[Records provided — start]
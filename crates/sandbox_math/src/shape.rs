//! Shape traits and primitives for 3D geometry
//!
//! Shapes are pure geometric data - no colors, materials, or rendering info.
//! Everything is built in local space, centered at the origin.

use crate::Vec3;

/// A mesh vertex with position and normal
#[derive(Clone, Copy, Debug, PartialEq)]
pub struct MeshVertex {
    pub position: Vec3,
    pub normal: Vec3,
}

impl MeshVertex {
    #[inline]
    pub fn new(position: Vec3, normal: Vec3) -> Self {
        Self { position, normal }
    }
}

/// Trait for indexed triangle meshes
///
/// Indices come in groups of three, counter-clockwise when seen from
/// outside the shape.
pub trait MeshShape: Send + Sync {
    /// Get the vertices of this shape
    fn vertices(&self) -> &[MeshVertex];

    /// Get the triangle indices of this shape
    fn indices(&self) -> &[u32];

    /// Get the number of vertices
    #[inline]
    fn vertex_count(&self) -> usize {
        self.vertices().len()
    }

    /// Get the number of triangles
    #[inline]
    fn triangle_count(&self) -> usize {
        self.indices().len() / 3
    }
}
[Records provided — finish]
### Exercise brief
Every word in the records must appear in your copy exactly as it does above.

### Result of the exercise
filename crates/sandbox_math/src/shape.rs
//! Shape traits and primitives for 3D geometry
//!
//! Shapes are pure geometric data - no colors, materials, or rendering info.
//! Everything is built in local space, centered at the origin.

use crate::Vec3;

/// A mesh vertex with position and normal
#[derive(Clone, Copy, Debug, PartialEq)]
pub struct MeshVertex {
    pub position: Vec3,
    pub normal: Vec3,
}

impl MeshVertex {
    #[inline]
    pub fn new(position: Vec3, normal: Vec3) -> Self {
        Self { position, normal }
    }
}

/// Trait for indexed triangle meshes
///
/// Indices come in groups of three, counter-clockwise when seen from
/// outside the shape.
pub trait MeshShape: Send + Sync {
    /// Get the vertices of this shape
    fn vertices(&self) -> &[MeshVertex];

    /// Get the triangle indices of this shape
    fn indices(&self) -> &[u32];

    /// Get the number of vertices
    #[inline]
    fn vertex_count(&self) -> usize {
        self.vertices().len()
    }

    /// Get the number of triangles
    #[inline]
    fn triangle_count(&self) -> usize {
        self.indices().len() / 3
    }
}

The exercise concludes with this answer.